Human Liver Microsomal Metabolism and DNA Adduct Formation of the Tumorigenic Pyrrolizidine Alkaloid, Riddelliine

Abstract

Riddelliine, a widespread naturally occurring genotoxic pyrrolizidine alkaloid, induced liver tumors in rats and mice in an NTP 2-year carcinogenicity bioassay. We have determined that riddelliine induces liver tumors in rats through a genotoxic mechanism involving the formation of (±)-6,7-dihydro-7-hydroxy-1-hydroxymethyl-5H-pyrrolizine (DHP), which reacts with DNA to form a set of eight DNA adducts.
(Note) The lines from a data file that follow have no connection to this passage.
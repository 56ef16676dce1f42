use serde::{Deserialize, Deserializer, Serialize};
use std::collections::BTreeMap;

use super::errors::ConfigError;
use crate::shortcut::Shortcuts;

#[derive(Debug, Clone, Deserialize, Serialize)]
pub struct RedirectConfig {
    #[serde(default = "default_port")]
    pub port: u16,

    #[serde(default = "default_address")]
    pub address: String,

    /// Short name to absolute target URL. Entries from the file are added
    /// on top of the defaults; a file entry wins on the same name.
    #[serde(
        default = "default_shortcuts",
        deserialize_with = "merge_with_default_shortcuts"
    )]
    pub shortcuts: BTreeMap<String, String>,
}

impl Default for RedirectConfig {
    fn default() -> Self {
        Self {
            port: default_port(),
            address: default_address(),
            shortcuts: default_shortcuts(),
        }
    }
}

impl RedirectConfig {
    pub fn listen_addr(&self) -> String {
        if self.address.contains(':') && !self.address.starts_with('[') {
            format!("[{}]:{}", self.address, self.port)
        } else {
            format!("{}:{}", self.address, self.port)
        }
    }

    pub fn shortcut_table(&self) -> Shortcuts {
        Shortcuts::from(self.shortcuts.clone())
    }

    pub(crate) fn validate(&self) -> Result<(), ConfigError> {
        if self.port == 0 {
            return Err(ConfigError::Validation(
                "Redirect port cannot be 0".to_string(),
            ));
        }

        if self.address.trim().is_empty() {
            return Err(ConfigError::Validation(
                "Redirect address cannot be empty".to_string(),
            ));
        }

        for (name, target) in &self.shortcuts {
            if name.is_empty() || name.contains('.') {
                return Err(ConfigError::Validation(format!(
                    "Shortcut name '{}' must be non-empty and contain no dots",
                    name
                )));
            }
            if target.is_empty() || target.chars().any(char::is_control) {
                return Err(ConfigError::Validation(format!(
                    "Shortcut '{}' has an invalid target URL",
                    name
                )));
            }
        }

        Ok(())
    }
}

fn default_port() -> u16 {
    80
}

fn default_address() -> String {
    "127.0.0.1".to_string()
}

fn default_shortcuts() -> BTreeMap<String, String> {
    BTreeMap::from([
        ("go".to_string(), "https://go.dev".to_string()),
        ("gh".to_string(), "https://github.com".to_string()),
        ("so".to_string(), "https://stackoverflow.com".to_string()),
    ])
}

fn merge_with_default_shortcuts<'de, D>(deserializer: D) -> Result<BTreeMap<String, String>, D::Error>
where
    D: Deserializer<'de>,
{
    let from_file = BTreeMap::<String, String>::deserialize(deserializer)?;
    let mut shortcuts = default_shortcuts();
    shortcuts.extend(from_file);
    Ok(shortcuts)
}
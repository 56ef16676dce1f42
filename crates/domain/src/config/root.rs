use serde::{Deserialize, Serialize};
use std::path::PathBuf;

use super::dns::DnsConfig;
use super::errors::ConfigError;
use super::logging::LoggingConfig;
use super::redirect::RedirectConfig;

/// Prefix for environment overrides, e.g. `SHORTY_DNS_PORT`.
pub const ENV_PREFIX: &str = "SHORTY_";

const LOCAL_CONFIG_FILE: &str = "shorty.toml";
const LOCAL_CONFIG_DIR_FILE: &str = "config/shorty.toml";
const HOME_CONFIG_FILE: &str = ".shorty/config.toml";

/// Main configuration structure for Shorty
#[derive(Debug, Clone, Deserialize, Serialize, Default)]
pub struct Config {
    /// DNS responder configuration
    #[serde(default)]
    pub dns: DnsConfig,

    /// HTTP redirector configuration
    #[serde(default)]
    pub redirect: RedirectConfig,

    /// Logging configuration
    #[serde(default)]
    pub logging: LoggingConfig,
}

impl Config {
    /// Load configuration from file or use defaults
    ///
    /// Priority order:
    /// 1. Explicitly provided path
    /// 2. shorty.toml in current directory
    /// 3. config/shorty.toml
    /// 4. $HOME/.shorty/config.toml
    /// 5. Default configuration
    ///
    /// `SHORTY_*` environment variables are applied on top of the file, then
    /// command-line overrides on top of those.
    pub fn load(path: Option<&str>, cli_overrides: CliOverrides) -> Result<Self, ConfigError> {
        let mut config = match path {
            Some(path) => Self::from_file(path)?,
            None => match Self::get_config_path() {
                Some(found) => Self::from_file(&found)?,
                None => Self::default(),
            },
        };

        config.apply_env_overrides(std::env::vars())?;
        config.apply_cli_overrides(cli_overrides);
        config.validate()?;
        Ok(config)
    }

    /// Load configuration from a specific file
    pub fn from_file(path: &str) -> Result<Self, ConfigError> {
        let contents = std::fs::read_to_string(path)
            .map_err(|e| ConfigError::FileRead(path.to_string(), e.to_string()))?;
        Self::from_toml(&contents)
    }

    pub fn from_toml(contents: &str) -> Result<Self, ConfigError> {
        toml::from_str(contents).map_err(|e| ConfigError::Parse(e.to_string()))
    }

    /// Apply `SHORTY_*` overrides from the given variables.
    pub fn apply_env_overrides<I>(&mut self, vars: I) -> Result<(), ConfigError>
    where
        I: IntoIterator<Item = (String, String)>,
    {
        for (key, value) in vars {
            let Some(name) = key.strip_prefix(ENV_PREFIX) else {
                continue;
            };

            match name {
                "DNS_PORT" => self.dns.port = parse_port(&key, &value)?,
                "DNS_UPSTREAM_DNS" => self.dns.upstream_dns = value,
                "DNS_LOCAL_IP" => self.dns.local_ip = value,
                "DNS_EXTENSION" => self.dns.extension = value,
                "REDIRECT_PORT" => self.redirect.port = parse_port(&key, &value)?,
                "REDIRECT_ADDRESS" => self.redirect.address = value,
                "LOG_LEVEL" => self.logging.level = value,
                _ => {}
            }
        }
        Ok(())
    }

    /// Apply command-line overrides to configuration
    pub fn apply_cli_overrides(&mut self, overrides: CliOverrides) {
        if let Some(port) = overrides.dns_port {
            self.dns.port = port;
        }
        if let Some(port) = overrides.http_port {
            self.redirect.port = port;
        }
        if let Some(bind) = overrides.bind_address {
            self.redirect.address = bind;
        }
        if let Some(upstream) = overrides.upstream_dns {
            self.dns.upstream_dns = upstream;
        }
        if let Some(level) = overrides.log_level {
            self.logging.level = level;
        }
    }

    /// Validate configuration
    pub fn validate(&self) -> Result<(), ConfigError> {
        self.dns.validate()?;
        self.redirect.validate()?;
        Ok(())
    }

    /// Save configuration to file
    pub fn save(&self, path: &str) -> Result<(), ConfigError> {
        let toml_string = toml::to_string_pretty(self)
            .map_err(|e| ConfigError::Parse(format!("Failed to serialize config: {}", e)))?;
        std::fs::write(path, toml_string)
            .map_err(|e| ConfigError::FileWrite(path.to_string(), e.to_string()))?;
        Ok(())
    }

    /// Write the default configuration to `path`.
    pub fn write_default(path: &str) -> Result<(), ConfigError> {
        Self::default().save(path)
    }

    /// Get the path to the configuration file that `load` would pick
    pub fn get_config_path() -> Option<String> {
        let mut candidates = vec![
            PathBuf::from(LOCAL_CONFIG_FILE),
            PathBuf::from(LOCAL_CONFIG_DIR_FILE),
        ];
        if let Some(home) = std::env::var_os("HOME") {
            candidates.push(PathBuf::from(home).join(HOME_CONFIG_FILE));
        }

        candidates
            .into_iter()
            .find(|p| p.exists())
            .map(|p| p.to_string_lossy().into_owned())
    }
}

fn parse_port(key: &str, value: &str) -> Result<u16, ConfigError> {
    value
        .trim()
        .parse()
        .map_err(|_| ConfigError::Override(key.to_string(), value.to_string()))
}

/// Command-line overrides for configuration
#[derive(Debug, Default)]
pub struct CliOverrides {
    pub dns_port: Option<u16>,
    pub http_port: Option<u16>,
    pub bind_address: Option<String>,
    pub upstream_dns: Option<String>,
    pub log_level: Option<String>,
}
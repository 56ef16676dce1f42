use shorty_domain::{PseudoDomain, RedirectDecision, Shortcuts};
use std::sync::Arc;
use tracing::{debug, info};

/// Maps a request's Host value to a redirect target.
pub struct ResolveShortcutUseCase {
    shortcuts: Arc<Shortcuts>,
    pseudo_domain: PseudoDomain,
}

impl ResolveShortcutUseCase {
    pub fn new(shortcuts: Arc<Shortcuts>, pseudo_domain: PseudoDomain) -> Self {
        Self {
            shortcuts,
            pseudo_domain,
        }
    }

    /// Strips one trailing pseudo-domain suffix and looks the rest up
    /// verbatim. A bare short name without the suffix resolves too.
    pub fn execute(&self, host: &str) -> RedirectDecision {
        let short_name = self.pseudo_domain.strip_host(host);

        match self.shortcuts.get(short_name) {
            Some(target) => {
                info!(host = %host, target = %target, "Redirecting");
                RedirectDecision::Redirect {
                    host: host.to_string(),
                    target: target.to_string(),
                }
            }
            None => {
                debug!(host = %host, short_name = %short_name, "No shortcut for host");
                RedirectDecision::NotFound {
                    host: host.to_string(),
                }
            }
        }
    }

    pub fn shortcut_count(&self) -> usize {
        self.shortcuts.len()
    }
}
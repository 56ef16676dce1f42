use shorty_domain::{RedirectDecision, Shortcuts};
use std::collections::BTreeMap;

#[test]
fn test_lookup_is_exact() {
    let shortcuts: Shortcuts = [("go", "https://go.dev"), ("gh", "https://github.com")]
        .into_iter()
        .collect();

    assert_eq!(shortcuts.get("go"), Some("https://go.dev"));
    assert_eq!(shortcuts.get("GO"), None);
    assert_eq!(shortcuts.get("g"), None);
    assert_eq!(shortcuts.get("go "), None);
    assert_eq!(shortcuts.len(), 2);
}

#[test]
fn test_from_btree_map() {
    let map = BTreeMap::from([("so".to_string(), "https://stackoverflow.com".to_string())]);
    let shortcuts = Shortcuts::from(map);

    assert_eq!(shortcuts.get("so"), Some("https://stackoverflow.com"));
    assert!(!shortcuts.is_empty());
}

#[test]
fn test_empty_table() {
    let shortcuts = Shortcuts::new();
    assert!(shortcuts.is_empty());
    assert_eq!(shortcuts.iter().count(), 0);
}

#[test]
fn test_redirect_decision_accessors() {
    let redirect = RedirectDecision::Redirect {
        host: "go.u".to_string(),
        target: "https://go.dev".to_string(),
    };
    let not_found = RedirectDecision::NotFound {
        host: "nope.u".to_string(),
    };

    assert!(redirect.is_redirect());
    assert_eq!(redirect.target(), Some("https://go.dev"));
    assert!(!not_found.is_redirect());
    assert_eq!(not_found.target(), None);
}
use crate::handlers;
use crate::state::AppState;
use axum::Router;
use tower_http::trace::TraceLayer;

/// Every path and method lands on the same redirect handler.
pub fn create_redirect_routes(state: AppState) -> Router {
    Router::new()
        .fallback(handlers::redirect)
        .layer(TraceLayer::new_for_http())
        .with_state(state)
}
To determine the relevance to humans of the results obtained in experimental animals, the metabolism of riddelliine was conducted using human liver microsomes. As with rat liver microsomes, DHP and riddelliine N-oxide were major metabolites in incubations conducted with human liver microsomes. The levels of DHP and riddelliine N-oxide were 0.20−0.62 and 0.03−0.15 nmol/min/mg protein, respectively, which are comparable to those obtained from rat liver microsomal metabolism. When metabolism was conducted in the presence of calf thymus DNA, the same set of eight DHP-derived DNA adducts was formed. Both the metabolism pattern and DNA adduct profile were very similar to those obtained from rat liver microsomes. When metabolism was conducted in the presence of the P450 3A4 enzyme inhibitor triacetyleandomycin, the formation of DHP and riddelliine N-oxide was reduced 84 and 92%, respectively. For DHP formation, the K_m values were determined to be 0.37 ± 0.05 and 0.66 ± 0.08 mM from female rats and female humans; the V_max values from female rat and human liver microsomal metabolism were 0.48 ± 0.03 and 1.70 ± 0.09 nmol/min/mg protein, respectively. These results strongly indicate the mechanistic data on liver tumor induction obtained for riddelliine in laboratory rodents is highly relevant to humans.